Pierwsze miejsce w rankingu UEFA zajmuje FC Barcelona, która dzięki dominacji w Lidze Mistrzyń zbudowała ogromną przewagę nad resztą stawki. Za nią uplasowały się kolejno:
2. Olympique Lyon
3. Chelsea FC
4. Bayern Monachium
5. VfL Wolfsburg
Zaskoczeniem może być dopiero 6. miejsce Arsenalu, który mimo regularnych występów w Europie i aktualnego tytułu Mistrzyń, nieco ustępuje czołówce.
GieKSa nadzieją?
Nadzieją na zmianę niepokojącej tendencji pozostaje aktualny mistrz Polski – GKS Katowice. To właśnie ten zespół już pod koniec sierpnia rozpocznie rywalizację w 2. rundzie eliminacji Ligi Mistrzyń UEFA.
Na początek czeka go starcie z WFC BIIK-Szymkent z Kazachstanu. Jeśli GieKSa poradzi sobie z tym rywalem, 30 sierpnia zmierzy się ze zwycięzcą meczu ZNK Mura Murska Sobota (Słowenia) lub zespołem, który wyjdzie z pierwszej rundy eliminacyjnej. Awans uzyska tylko jeden z czterech uczestników – ten, który wygra oba spotkania.
Stawką jest awans do 3. rundy, która stanowi już przedsionek fazy ligowej – tam zaczynają się rozgrywki systemem dwumeczowym i tylko krok dzieli kluby od najbardziej prestiżowego etapu rozgrywek. Jeśli GieKSa zajmie drugie lub trzecie miejcie to zagra w nowym Pucharze Europy. Tutaj przeciwniczki będą z niżej notowanych krajów, więc będzie szansa nazbierać punkty niczym męskie kluby w Lidze Konferencji.

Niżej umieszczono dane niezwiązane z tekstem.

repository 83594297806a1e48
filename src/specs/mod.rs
// src/specs/mod.rs
//! # Source “specs” module
//!
//! This module hosts the **source-specific extraction specifications**. Each spec
//! knows one upstream document and encodes *where the ground truth lives in it*
//! and *how to get it out as data*.
//!
//! ## What lives here
//! - `pdf` – the official squad-list PDF: one raw table per page, every cell a
//!   trimmed string, header row kept separate. Extraction sits behind the
//!   `TableExtractor` trait so a directory of CSV exports can stand in for the PDF.
//! - `web` – the squads web page: group headings, shirt numbers, player names and
//!   caps pulled by CSS selector and aligned by position into `WebRecord`s.
//!   Fetching sits behind `HtmlFetcher`; parsing is a pure function over HTML.
//!
//! ## What does **not** live here
//! - **Cleaning** (dates, club/league split, team aliases) – that is `normalize`.
//! - **Shape checks** beyond what extraction itself needs – that is `validate`.
//! - **Joining** the two sources – that is `reconcile`.
//!
//! ## Typical call chain
//! ```text
//! runner → specs::pdf::load_tables → normalize → validate ─┐
//!        → specs::web::fetch_squads ─────────────────────── reconcile → export
//! ```
//!
//! ## Conventions & invariants
//! - A source that cannot be read or does not have the expected shape is a
//!   `PipelineError`; no partial tables are returned.
//! - Parsers are **offline-testable**: feed them text/HTML fixtures, no network.
//! - Selectors and shape come from `PipelineOptions`, never hard-coded in a parser.
pub mod pdf;
pub mod web;
// src/core/net.rs

// One-shot GET for a source document. The client and its connection live only
// for the duration of a single call.

use std::{fmt, fs, path::PathBuf, time::Duration};

use crate::config::consts::{REQUEST_TIMEOUT_SECS, USER_AGENT};
use crate::error::{PipelineError, Result};

/// Where a source document lives.
#[derive(Clone, Debug, PartialEq, Eq)]
pub enum Locator {
    Url(String),
    Path(PathBuf),
}

impl Locator {
    /// `http://` / `https://` → URL, anything else → local path.
    pub fn parse(s: &str) -> Self {
        let t = s.trim();
        let lc = t.to_ascii_lowercase();
        if lc.starts_with("http://") || lc.starts_with("https://") {
            Locator::Url(s!(t))
        } else {
            Locator::Path(PathBuf::from(t))
        }
    }

    pub fn is_dir(&self) -> bool {
        matches!(self, Locator::Path(p) if p.is_dir())
    }
}

impl fmt::Display for Locator {
    fn fmt(&self, f: &mut fmt::Formatter<'_>) -> fmt::Result {
        match self {
            Locator::Url(u) => f.write_str(u),
            Locator::Path(p) => write!(f, "{}", p.display()),
        }
    }
}

pub fn fetch_bytes(loc: &Locator) -> Result<Vec<u8>> {
    match loc {
        Locator::Path(p) => Ok(fs::read(p)?),
        Locator::Url(url) => {
            let resp = client()?.get(url).send()?;
            let status = resp.status();
            if !status.is_success() {
                return Err(PipelineError::source_format(format!("HTTP {status} for {url}")));
            }
            let body = resp.bytes()?;
            log::debug!("GET {url}: {} bytes", body.len());
            Ok(body.to_vec())
        }
    }
}

pub fn fetch_text(loc: &Locator) -> Result<String> {
    let bytes = fetch_bytes(loc)?;
    Ok(String::from_utf8_lossy(&bytes).into_owned())
}

fn client() -> Result<reqwest::blocking::Client> {
    let c = reqwest::blocking::Client::builder()
        .user_agent(USER_AGENT)
        .timeout(Duration::from_secs(REQUEST_TIMEOUT_SECS))
        .build()?;
    Ok(c)
}
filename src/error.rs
// src/error.rs
use thiserror::Error;

use crate::validate::Violation;

/// Everything that can stop a run. None of these are recovered from locally;
/// the runner propagates them straight to the caller.
#[derive(Debug, Error)]
pub enum PipelineError {
    /// A source did not have the expected shape (table count, headers, sequence lengths).
    #[error("source format: {0}")]
    SourceFormat(String),

    #[error("cannot parse birth date {value:?} (row {row})")]
    DateParse { value: String, row: usize },

    #[error("validation failed: {0}")]
    Validation(Violation),

    #[error("bad selector: {0}")]
    Selector(String),

    #[error("fetch failed: {0}")]
    Fetch(#[from] reqwest::Error),

    #[error("pdf: {0}")]
    Pdf(#[from] lopdf::Error),

    #[error("csv: {0}")]
    Csv(#[from] csv::Error),

    #[error(transparent)]
    Io(#[from] std::io::Error),
}

impl PipelineError {
    pub fn source_format(msg: impl Into<String>) -> Self {
        PipelineError::SourceFormat(msg.into())
    }
}

pub type Result<T> = std::result::Result<T, PipelineError>;
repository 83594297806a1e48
// src/config/mod.rs
pub mod consts;
pub mod options;
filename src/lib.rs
// src/lib.rs
// #![allow(dead_code)]
// #![allow(unused)]

#[macro_use]
pub mod macros;

pub mod cli;
pub mod config;
pub mod core;
pub mod error;
pub mod model;
pub mod specs;

pub mod normalize;
pub mod reconcile;
pub mod report;
pub mod validate;

pub mod export;
pub mod file;
pub mod logging;
pub mod progress;
pub mod runner;

pub use error::{PipelineError, Result};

Czy GieKSa przełamie europejską niemoc polskich drużyn? Czy wreszcie doczekamy się awansu choćby do etapu barażowego? Nadzieje są duże, ale rzeczywistość nie pozostawia złudzeń – rywalki nie należą do łatwych, a ranking UEFA pokazuje, jak trudna czeka nas droga.